Building a Little Letter Republic

[This is an experimental project in letter writing as a renewed art form. You can read CeltAtom’s reply here.]

Dear CeltAtom,

You wrote to me recently mentioning what a pity it was that your friend was pulled in to the “California rationalists.” The implication, of course, was that this was a misuse of his great intellectual talents. Whether or not it was a misuse, I think, is a question worth pursuing at some other time (as you know, I’m more optimistic). But if we consider the likely causes of an intellectual move into the Less Wrong crowd, I think we can discover important lessons for ourselves and our own goals of building community in St. Louis.

The Rationalists come together in digital and sometimes physical space to engage in discoveries, projects, and conversations. And while most of this activity takes place online, nonetheless, the majority of participants are curiously located in the same geographic area. The reclusive rightly guided caliph of the rationalist blogosphere Scott Alexander moved to the Bay from Michigan. Even he needs community. Tyler Cowen, who is intellectually adjacent to the rationalsphere, mentioned that his Emergent Ventures applicants are dominantly from the “usual places” especially the Bay, even though there is no geographic barrier to entry. I think the lesson is that geography matters for community — even open, digital intellectual community.

Your puritanical commitment on the geographically local perplexed me for years. Yet considering that you coined the term “California rationalists” and I knew exactly what you meant speaks louder than my manifold protestations that community can easily be geographically agnostic — the word ‘easily’ was greatly mistaken. Yes, you are correct. I see that if we are to build ourselves an intellectual home it will be local. It must be here.

On the other hand, what good is a community that can’t attract people like your friend? Would I want to be part of a community which can’t be discovered and joined by great people, people filled with potential, who will keep me sharp and help draw out of me a better version of myself? This is another lesson. People leave their native lands for Oakland, not for Oakland, but for the community they discovered and engaged with digitally. They received some benefit from its open output, and now they will make a home there physically. I think the lesson is clear: agglomeration is key to community.

A paraphrase of Marshall’s economics text makes the point.

When a [community] has thus chosen a locality for itself, it is likely to stay there long: so great are the advantages which people following the same [mode of existence] get from near neighbourhood to one another. The mysteries of the trade become no mysteries; but are as it were in the air, and children learn many of them unconsciously. Good work is rightly appreciated, inventions and improvements in [community], in processes and the general organization of the [institutions] have their merits promptly discussed: if one man starts a new idea, it is taken up by others and combined with suggestions of their own; and thus it becomes the source of further new ideas. And presently subsidiary [groups] grow up in the neighbourhood, supplying it with implements and materials, organizing its traffic, and in many ways conducing to the economy of its material.
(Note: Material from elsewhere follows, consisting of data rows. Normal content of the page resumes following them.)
//! Tokio-backed alarm for the path failure detector.
//!
//! Each arming spawns a task that sleeps until the deadline and then posts an
//! [`AlarmFired`] message to the owning monitor. Re-arming or cancelling
//! aborts the task and bumps the alarm's generation, so a message from a
//! registration that was replaced while already in flight is recognised as
//! stale and dropped.

use pathwatch_detector_core::{Alarm, AlarmFactory, Timestamp};
use tokio::sync::mpsc;
use tokio::task::JoinHandle;
use tracing::trace;

use crate::clock::TokioClock;

/// Notification that an alarm registration reached its deadline.
#[derive(Debug, Clone, Copy, PartialEq, Eq)]
pub struct AlarmFired {
    /// Generation of the registration that fired
    pub generation: u64,
}

/// An [`Alarm`] driven by tokio timers.
///
/// Must be armed from within a tokio runtime.
#[derive(Debug)]
pub struct TokioAlarm {
    clock: TokioClock,
    fire_tx: mpsc::UnboundedSender<AlarmFired>,
    deadline: Option<Timestamp>,
    generation: u64,
    task: Option<JoinHandle<()>>,
    label: Option<String>,
}

impl TokioAlarm {
    /// Create a disarmed alarm reporting fires on `fire_tx`
    pub fn new(clock: TokioClock, fire_tx: mpsc::UnboundedSender<AlarmFired>) -> Self {
        Self {
            clock,
            fire_tx,
            deadline: None,
            generation: 0,
            task: None,
            label: None,
        }
    }

    pub fn generation(&self) -> u64 {
        self.generation
    }

    /// Whether `fired` belongs to the registration currently armed.
    pub fn is_current(&self, fired: &AlarmFired) -> bool {
        self.deadline.is_some() && fired.generation == self.generation
    }

    fn abort_task(&mut self) {
        if let Some(task) = self.task.take() {
            task.abort();
        }
    }
}

impl Alarm for TokioAlarm {
    fn set(&mut self, deadline: Timestamp) {
        self.abort_task();
        self.generation += 1;
        self.deadline = Some(deadline);

        let generation = self.generation;
        let when = self.clock.instant_at(deadline);
        let fire_tx = self.fire_tx.clone();
        trace!(alarm = ?self.label, %deadline, generation, "Alarm armed");

        self.task = Some(tokio::spawn(async move {
            tokio::time::sleep_until(when).await;
            // The monitor may already be gone
            let _ = fire_tx.send(AlarmFired { generation });
        }));
    }

    fn cancel(&mut self) {
        if self.deadline.take().is_some() {
            trace!(alarm = ?self.label, generation = self.generation, "Alarm cancelled");
        }
        self.abort_task();
        self.generation += 1;
    }

    fn deadline(&self) -> Option<Timestamp> {
        self.deadline
    }

    fn on_fired(&mut self) {
        // The sleeping task has completed; only clear the registration.
        self.task = None;
        self.deadline = None;
    }
}

impl Drop for TokioAlarm {
    fn drop(&mut self) {
        self.abort_task();
    }
}

/// Creates [`TokioAlarm`]s that all report to the same monitor channel.
#[derive(Debug, Clone)]
pub struct TokioAlarmFactory {
    clock: TokioClock,
    fire_tx: mpsc::UnboundedSender<AlarmFired>,
}

impl TokioAlarmFactory {
    pub fn new(clock: TokioClock, fire_tx: mpsc::UnboundedSender<AlarmFired>) -> Self {
        Self { clock, fire_tx }
    }
}

impl AlarmFactory for TokioAlarmFactory {
    type Alarm = TokioAlarm;

    fn create_alarm(&self, context: Option<&str>) -> TokioAlarm {
        let mut alarm = TokioAlarm::new(self.clock, self.fire_tx.clone());
        alarm.label = context.map(str::to_string);
        alarm
    }
}
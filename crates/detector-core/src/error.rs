use thiserror::Error;

/// A type alias for handling `Result`s with `Error`
pub type Result<T> = std::result::Result<T, Error>;

/// Errors raised by the path failure detector
#[derive(Error, Debug, Clone, PartialEq, Eq)]
pub enum Error {
    /// Detection was restarted after it had been permanently stopped.
    ///
    /// This is a contract violation on the caller's side: once a connection
    /// has torn down its detector it must not feed it forward progress again.
    #[error("detection restarted after being permanently stopped")]
    PermanentlyStopped,

    /// A detector configuration failed validation.
    #[error("invalid detector configuration: {0}")]
    InvalidConfig(String),
}

impl Error {
    /// Whether this error signals a programmer error rather than a runtime condition
    pub fn is_contract_violation(&self) -> bool {
        matches!(self, Error::PermanentlyStopped)
    }
}
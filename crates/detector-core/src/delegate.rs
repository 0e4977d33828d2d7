//! Callbacks the detector raises, and the control surface they may use to
//! re-enter the detector while a fire event is being dispatched.

use crate::deadline::DeadlineKind;
use crate::error::Result;
use crate::time::Timestamp;

/// Operations a delegate may call back into while handling a detection.
///
/// Implemented by [`PathFailureDetector`](crate::PathFailureDetector). Changes
/// made through this handle are visible to the rest of the dispatch: a
/// restart pushes the remaining stages out, a stop suppresses them.
pub trait DetectionControl {
    /// See [`PathFailureDetector::restart_detection`](crate::PathFailureDetector::restart_detection).
    fn restart_detection(
        &mut self,
        path_degrading_deadline: Option<Timestamp>,
        blackhole_deadline: Timestamp,
        path_mtu_reduction_deadline: Option<Timestamp>,
    ) -> Result<()>;

    /// See [`PathFailureDetector::stop_detection`](crate::PathFailureDetector::stop_detection).
    fn stop_detection(&mut self, permanent: bool);

    fn is_detection_in_progress(&self) -> bool;

    /// Current time on the detector's clock.
    fn now(&self) -> Timestamp;
}

/// Receives the detector's failure signals.
///
/// Each callback fires at most once per activation of its stage. The
/// detector does not own the delegate; it is lent for each fire event.
pub trait DetectorDelegate {
    fn on_path_degrading_detected(&mut self, detector: &mut dyn DetectionControl);

    fn on_path_mtu_reduction_detected(&mut self, detector: &mut dyn DetectionControl);

    fn on_blackhole_detected(&mut self, detector: &mut dyn DetectionControl);

    /// Route a detection of `kind` to its callback.
    fn on_detected(&mut self, kind: DeadlineKind, detector: &mut dyn DetectionControl) {
        match kind {
            DeadlineKind::PathDegrading => self.on_path_degrading_detected(detector),
            DeadlineKind::MtuReduction => self.on_path_mtu_reduction_detected(detector),
            DeadlineKind::Blackhole => self.on_blackhole_detected(detector),
        }
    }
}

impl<D: DetectorDelegate + ?Sized> DetectorDelegate for &mut D {
    fn on_path_degrading_detected(&mut self, detector: &mut dyn DetectionControl) {
        (**self).on_path_degrading_detected(detector)
    }

    fn on_path_mtu_reduction_detected(&mut self, detector: &mut dyn DetectionControl) {
        (**self).on_path_mtu_reduction_detected(detector)
    }

    fn on_blackhole_detected(&mut self, detector: &mut dyn DetectionControl) {
        (**self).on_blackhole_detected(detector)
    }
}
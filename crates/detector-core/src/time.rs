//! Monotonic timestamps and the clock abstraction the detector reads "now" from.

use std::fmt;
use std::ops::{Add, AddAssign, Sub};
use std::sync::Arc;
use std::time::Duration;

/// An absolute point in monotonic time, measured from the epoch of the
/// [`Clock`] that produced it.
///
/// Deadlines handed to the detector and values returned by [`Clock::now`]
/// must come from the same epoch to be comparable.
#[derive(Debug, Clone, Copy, PartialEq, Eq, PartialOrd, Ord, Hash, Default)]
pub struct Timestamp(Duration);

impl Timestamp {
    /// The clock epoch
    pub const ZERO: Timestamp = Timestamp(Duration::ZERO);

    /// The latest representable timestamp; additions saturate here
    pub const MAX: Timestamp = Timestamp(Duration::MAX);

    /// Create a timestamp `offset` after the epoch
    pub const fn from_duration(offset: Duration) -> Self {
        Timestamp(offset)
    }

    pub const fn from_secs(secs: u64) -> Self {
        Timestamp(Duration::from_secs(secs))
    }

    pub const fn from_millis(millis: u64) -> Self {
        Timestamp(Duration::from_millis(millis))
    }

    pub const fn from_micros(micros: u64) -> Self {
        Timestamp(Duration::from_micros(micros))
    }

    /// Offset of this timestamp from the epoch
    pub const fn as_duration(&self) -> Duration {
        self.0
    }

    /// Time elapsed from `earlier` to `self`, or zero if `earlier` is later.
    pub fn saturating_duration_since(&self, earlier: Timestamp) -> Duration {
        self.0.saturating_sub(earlier.0)
    }

}

/// Saturates at the largest representable timestamp.
impl Add<Duration> for Timestamp {
    type Output = Timestamp;

    fn add(self, rhs: Duration) -> Timestamp {
        Timestamp(self.0.saturating_add(rhs))
    }
}

impl AddAssign<Duration> for Timestamp {
    fn add_assign(&mut self, rhs: Duration) {
        *self = *self + rhs;
    }
}

impl Sub<Duration> for Timestamp {
    type Output = Timestamp;

    fn sub(self, rhs: Duration) -> Timestamp {
        Timestamp(self.0.saturating_sub(rhs))
    }
}

impl Sub<Timestamp> for Timestamp {
    type Output = Duration;

    /// Saturates at zero when `rhs` is later than `self`.
    fn sub(self, rhs: Timestamp) -> Duration {
        self.saturating_duration_since(rhs)
    }
}

impl fmt::Display for Timestamp {
    fn fmt(&self, f: &mut fmt::Formatter<'_>) -> fmt::Result {
        write!(f, "{}.{:06}s", self.0.as_secs(), self.0.subsec_micros())
    }
}

/// Monotonic time source.
pub trait Clock {
    /// Current time, from this clock's epoch.
    fn now(&self) -> Timestamp;
}

impl<C: Clock + ?Sized> Clock for &C {
    fn now(&self) -> Timestamp {
        (**self).now()
    }
}

impl<C: Clock + ?Sized> Clock for Arc<C> {
    fn now(&self) -> Timestamp {
        (**self).now()
    }
}

#[cfg(test)]
mod tests {
    use super::*;

    #[test]
    fn test_arithmetic() {
        let t = Timestamp::from_secs(1);
        assert_eq!(t + Duration::from_millis(500), Timestamp::from_millis(1500));
        assert_eq!(Timestamp::from_secs(3) - t, Duration::from_secs(2));
        // Subtraction saturates instead of panicking on reversed operands
        assert_eq!(t - Timestamp::from_secs(3), Duration::ZERO);
        assert_eq!(t - Duration::from_secs(5), Timestamp::ZERO);

        let mut u = t;
        u += Duration::from_micros(250);
        assert_eq!(u, Timestamp::from_micros(1_000_250));
    }

    #[test]
    fn test_addition_saturates() {
        let far = Timestamp::from_secs(u64::MAX);
        assert_eq!(far + Duration::from_secs(1), Timestamp::MAX);
        assert_eq!(Timestamp::MAX + Duration::MAX, Timestamp::MAX);

        let mut u = far;
        u += Duration::MAX;
        assert_eq!(u, Timestamp::MAX);
    }

    #[test]
    fn test_display() {
        assert_eq!(Timestamp::from_micros(6_100_000).to_string(), "6.100000s");
        assert_eq!(Timestamp::ZERO.to_string(), "0.000000s");
    }
}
Alfred Marshall, Principles of Economics, 1890 – bracketed terms are mine

What the Bay Area has done is created an agglomeration of different types of rationalists and rationalist adjacent people through precisely these effects.

When you read the works of Seneca, Cicero and St. Augustine, you might notice that much of their work is actually in the form of long discursive letters. These letters, like Seneca’s on friendship were both public and private. On the private side they were motivated by the conversation with a particular person; they are addressed to that person; and they are written to persuade that person. On the public side, the author expected the letter to be shared, shown, distributed, copied, and forwarded to anyone who could benefit from its contents. This is why we still have these letters today.

Similarly, the Enlightenment era Republic of Letters allowed people from the salons and clubs of Europe to stay in touch, receive encouragement, hear of latest discoveries, and, importantly, extend its reach to promising new members. Most of the American Founders were were part of a community of letters: Benjamin Franklin had David Hume, Richard Price, Joseph Priestley and Condorcet internationally, but locally he had his Junto, which was probably important for development in Philadelphia in many not-so-obvious ways. Letters and local community however were separate affairs in that era. Nonetheless, Franklin brought the value of an international community to his local community by founding a library which housed the latest volumes. He tried to build the culture he wanted to see in the world.

These Antique and Enlightenment era letters also revealed a certain code of conduct, a morality of the scholar, which was built upon a level of courtesy, (the Newton and Leibniz episode excepted), scholarly integrity, and open-handedness combined with rigor and a critical eye.

I submit that if we are to build community in St. Louis, its existence should be discoverable online, but its activity and direction should be local. If we are good, we will attract new good people – like your friend – to us. Nonetheless, our focus should be geographically constrained, because the thing to build and improve is a community here.

You, CeltAtom, are my primary audience. But if others can benefit from this communication, I want them to.